I’m not saying there’s not value in positive thinking or prayer; I’m saying we should put just as much time and energy into cultivating acceptance. Acceptance that nature doesn’t care how much you pray—it’s still potentially going to rain on your wedding day or snow you in at the airport. There are laws of nature that simply are. If you are cut, you will bleed, and no amount of prayer is going to stop it. Visualizing not bleeding is not going to make it so. And many times in life, things just are or happen, without rhyme or reason. Acceptance is not the same as resignation or giving up hope. Acceptance is coming to peace with what is.

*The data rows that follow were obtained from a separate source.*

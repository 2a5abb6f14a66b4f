//! Command-line interface definitions.
//!
//! Defines the CLI structure for the keeper using `clap`. Every command reads
//! the same TOML config; write commands accept `--dry-run` to log the calls
//! they would send instead of sending them.

use clap::{Parser, Subcommand};
use std::path::PathBuf;

use crate::domain::PositionId;

const DEFAULT_CONFIG: &str = "config.toml";

/// Keeper controller for NFT option markets
#[derive(Parser, Debug)]
#[command(name = "surge-keeper")]
#[command(version)]
pub struct Cli {
    /// Color output mode [auto, always, never]
    #[arg(
        long,
        global = true,
        default_value = "auto",
        hide_possible_values = true
    )]
    pub color: ColorChoice,

    /// JSON output for scripting
    #[arg(long, global = true)]
    pub json: bool,

    /// Decrease output verbosity
    #[arg(short, long, global = true)]
    pub quiet: bool,

    /// Increase output verbosity
    #[arg(short, long, global = true, action = clap::ArgAction::Count)]
    pub verbose: u8,

    #[command(subcommand)]
    pub command: Commands,
}

/// Color output mode for terminal rendering.
#[derive(Clone, Debug, Default, clap::ValueEnum)]
pub enum ColorChoice {
    /// Detect automatically
    #[default]
    Auto,
    /// Always use colors
    Always,
    /// Never use colors
    Never,
}

/// Top-level subcommands.
#[derive(Subcommand, Debug)]
pub enum Commands {
    /// Run one keeper pass over every market
    Cycle(CycleArgs),

    /// Run keeper passes on a fixed interval until interrupted
    Run(RunArgs),

    /// Show per-market position counts and cached risk
    Status(ConfigPathArg),

    /// Force-close pending positions of a market, refunding premium
    Cancel(CancelArgs),

    /// Zero a market's cached risk
    ResetRisk(ResetRiskArgs),

    /// Run diagnostic checks
    #[command(subcommand)]
    Check(CheckCommand),
}

/// Subcommands for `surge-keeper check`.
#[derive(Subcommand, Debug)]
pub enum CheckCommand {
    /// Validate the configuration and address resolution without RPC calls.
    Config(ConfigPathArg),
}

/// Shared argument struct for commands that require only a configuration path.
#[derive(Parser, Debug)]
pub struct ConfigPathArg {
    /// Path to the configuration file.
    #[arg(short, long, default_value = DEFAULT_CONFIG)]
    pub config: PathBuf,
}

/// Arguments for the `cycle` subcommand.
#[derive(Parser, Debug)]
pub struct CycleArgs {
    /// Path to the configuration file.
    #[arg(short, long, default_value = DEFAULT_CONFIG)]
    pub config: PathBuf,

    /// Process only this market; skips the protocol-wide PNL refresh.
    #[arg(long)]
    pub market: Option<String>,

    /// Log transactions instead of sending them.
    #[arg(long)]
    pub dry_run: bool,
}

/// Arguments for the `run` subcommand.
#[derive(Parser, Debug)]
pub struct RunArgs {
    /// Path to the configuration file.
    #[arg(short, long, default_value = DEFAULT_CONFIG)]
    pub config: PathBuf,

    /// Seconds between cycles; overrides `[schedule] interval_secs`.
    #[arg(long)]
    pub interval: Option<u64>,

    /// Stop after this many cycles.
    #[arg(long)]
    pub cycles: Option<u64>,

    /// Log transactions instead of sending them.
    #[arg(long)]
    pub dry_run: bool,
}

/// Arguments for the `cancel` subcommand.
#[derive(Parser, Debug)]
pub struct CancelArgs {
    /// Path to the configuration file.
    #[arg(short, long, default_value = DEFAULT_CONFIG)]
    pub config: PathBuf,

    /// Market whose positions to cancel.
    #[arg(long)]
    pub market: String,

    /// Comma-separated position ids.
    #[arg(long, value_delimiter = ',', required = true)]
    pub ids: Vec<PositionId>,

    /// Log transactions instead of sending them.
    #[arg(long)]
    pub dry_run: bool,
}

/// Arguments for the `reset-risk` subcommand.
#[derive(Parser, Debug)]
pub struct ResetRiskArgs {
    /// Path to the configuration file.
    #[arg(short, long, default_value = DEFAULT_CONFIG)]
    pub config: PathBuf,

    /// Market whose cached risk to zero.
    #[arg(long)]
    pub market: String,

    /// Log transactions instead of sending them.
    #[arg(long)]
    pub dry_run: bool,
}

#[cfg(test)]
mod tests {
    use super::*;

    #[test]
    fn cancel_parses_comma_separated_ids() {
        let cli = Cli::try_parse_from([
            "surge-keeper",
            "cancel",
            "--market",
            "BAYC",
            "--ids",
            "1,#2, 3",
        ])
        .unwrap();
        match cli.command {
            Commands::Cancel(args) => {
                assert_eq!(args.market, "BAYC");
                assert_eq!(
                    args.ids,
                    vec![PositionId::from(1), PositionId::from(2), PositionId::from(3)]
                );
                assert_eq!(args.config, PathBuf::from("config.toml"));
            }
            other => panic!("expected cancel, got {other:?}"),
        }
    }

    #[test]
    fn cancel_requires_ids() {
        assert!(Cli::try_parse_from(["surge-keeper", "cancel", "--market", "BAYC"]).is_err());
    }

    #[test]
    fn run_accepts_interval_override() {
        let cli = Cli::try_parse_from(["surge-keeper", "run", "--interval", "60", "--dry-run"])
            .unwrap();
        match cli.command {
            Commands::Run(args) => {
                assert_eq!(args.interval, Some(60));
                assert!(args.dry_run);
            }
            other => panic!("expected run, got {other:?}"),
        }
    }

    #[test]
    fn global_flags_after_subcommand() {
        let cli = Cli::try_parse_from(["surge-keeper", "status", "--json", "-c", "k.toml"]).unwrap();
        assert!(cli.json);
        assert!(matches!(cli.command, Commands::Status(ref a) if a.config == PathBuf::from("k.toml")));
    }
}
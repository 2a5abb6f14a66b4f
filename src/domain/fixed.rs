//! 18-decimal fixed-point helpers over the ledger's 256-bit integers.
//!
//! PNL and delta live on chain as `int256` scaled by `1e18`. Division follows
//! the ledger's signed integer division: scale first, then truncate toward zero.

use alloy_primitives::{I256, U256};
use rust_decimal::Decimal;

use super::error::DomainError;

/// Number of decimals in a WAD value.
pub const WAD_DECIMALS: u32 = 18;

/// `1e18` as a signed 256-bit integer.
pub const WAD: I256 = I256::from_raw(U256::from_limbs([1_000_000_000_000_000_000, 0, 0, 0]));

fn pow10(exp: u32) -> I256 {
    I256::from_raw(U256::from(10u64).pow(U256::from(exp)))
}

/// Compute `numerator * 1e18 / denominator`.
///
/// The quotient truncates toward zero like Solidity's signed division, so a
/// negative result rounds toward zero rather than toward negative infinity:
/// `-1` over `3` (both WAD) gives `-0.333333333333333333`, not `...334`.
///
/// # Errors
///
/// Returns [`DomainError::DivisionByZero`] for a zero denominator and
/// [`DomainError::Overflow`] if any intermediate leaves the `int256` range.
pub fn div_wad(numerator: I256, denominator: U256, what: &'static str) -> Result<I256, DomainError> {
    if denominator.is_zero() {
        return Err(DomainError::DivisionByZero { what });
    }
    let denominator = I256::try_from(denominator).map_err(|_| DomainError::Overflow { what })?;
    numerator
        .checked_mul(WAD)
        .and_then(|scaled| scaled.checked_div(denominator))
        .ok_or(DomainError::Overflow { what })
}

/// Convert a human decimal (e.g. `10.05`) into a WAD integer.
///
/// Digits beyond 18 decimals are truncated.
///
/// # Errors
///
/// Returns [`DomainError::Overflow`] if the scaled value does not fit.
pub fn from_decimal(value: Decimal) -> Result<I256, DomainError> {
    let what = "decimal to wad";
    let mantissa = I256::try_from(value.mantissa()).map_err(|_| DomainError::Overflow { what })?;
    let scale = value.scale();
    if scale <= WAD_DECIMALS {
        mantissa
            .checked_mul(pow10(WAD_DECIMALS - scale))
            .ok_or(DomainError::Overflow { what })
    } else {
        mantissa
            .checked_div(pow10(scale - WAD_DECIMALS))
            .ok_or(DomainError::Overflow { what })
    }
}

/// Convert a WAD integer into a human decimal for logs and operator output.
///
/// Returns `None` when the value is too large for `Decimal`.
#[must_use]
pub fn to_decimal(value: I256) -> Option<Decimal> {
    let raw = i128::try_from(value).ok()?;
    Decimal::try_from_i128_with_scale(raw, WAD_DECIMALS)
        .ok()
        .or_else(|| Decimal::try_from_i128_with_scale(raw / 1_000_000_000, WAD_DECIMALS - 9).ok())
        .map(|d| d.normalize())
}

/// Render a WAD integer for display, falling back to the raw integer.
#[must_use]
pub fn format_wad(value: I256) -> String {
    to_decimal(value).map_or_else(|| format!("{value}e-18"), |d| d.to_string())
}

#[cfg(test)]
mod tests {
    use super::*;
    use rust_decimal_macros::dec;

    fn wad(value: Decimal) -> I256 {
        from_decimal(value).unwrap()
    }

    #[test]
    fn wad_constant_is_one_e18() {
        assert_eq!(WAD.to_string(), "1000000000000000000");
    }

    #[test]
    fn from_decimal_scales_fractional_values() {
        assert_eq!(wad(dec!(10.05)).to_string(), "10050000000000000000");
        assert_eq!(wad(dec!(-1)).to_string(), "-1000000000000000000");
        assert_eq!(wad(dec!(0)), I256::ZERO);
    }

    #[test]
    fn from_decimal_truncates_past_eighteen_places() {
        let value = Decimal::from_i128_with_scale(1_234_567_890_123_456_789_5, 19);
        assert_eq!(from_decimal(value).unwrap().to_string(), "1234567890123456789");
    }

    #[test]
    fn div_wad_normalizes_by_supply() {
        // weighted delta 6 over a supply of 2 -> 3 per unit
        let result = div_wad(wad(dec!(6)), U256::from(2_000_000_000_000_000_000u128), "delta").unwrap();
        assert_eq!(result, wad(dec!(3)));
    }

    #[test]
    fn div_wad_truncates_toward_zero() {
        let three = U256::from(3u64) * U256::from(1_000_000_000_000_000_000u64);
        let positive = div_wad(wad(dec!(1)), three, "delta").unwrap();
        assert_eq!(positive.to_string(), "333333333333333333");

        let negative = div_wad(wad(dec!(-1)), three, "delta").unwrap();
        assert_eq!(negative.to_string(), "-333333333333333333");
    }

    #[test]
    fn div_wad_rejects_zero_denominator() {
        assert_eq!(
            div_wad(WAD, U256::ZERO, "delta"),
            Err(DomainError::DivisionByZero { what: "delta" })
        );
    }

    #[test]
    fn div_wad_reports_overflow() {
        assert_eq!(
            div_wad(I256::MAX, U256::from(1u64), "delta"),
            Err(DomainError::Overflow { what: "delta" })
        );
    }

    #[test]
    fn to_decimal_round_trips_display_values() {
        assert_eq!(to_decimal(wad(dec!(101.5))), Some(dec!(101.5)));
        assert_eq!(format_wad(wad(dec!(-3.25))), "-3.25");
    }

    #[test]
    fn format_wad_falls_back_for_huge_values() {
        assert!(format_wad(I256::MAX).ends_with("e-18"));
    }
}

All is not lost for me. I still give thanks for my food before every meal, I still hope for pregnancy, and when looking for parking in San Francisco, I still pray to my personal patron saint of parking: Gladys. “Hail Gladys full of grace. Please help me find a parking place.” But in the thriving metropolis of San Francisco, sometimes Gladys cannot free up a space for me despite my invocation, and I accept that.

About Karen Seaver

Karen Seaver is a retired yoga teacher who was part of the first wave of Bikram teachers in the late 90s. She brought Bikram yoga back to her hometown in Western Mass and was the first teacher to open a heated studio in that half of the state. Years later, in her last gasp as a yoga teacher, she owned and operated a heated vinyasa studio. She is a certified Chi Nei Tsang bodyworker, but after practicing for a year decided it was finally time to part ways with the wellness profession entirely. (“Still searching for a vocational home?” one might ask Karen. ”Yes,” she would reply.) Karen lives in San Francisco, currently works in the wine industry in Napa Valley, and continues to be humbled by the fact that a daily yoga practice still eludes her.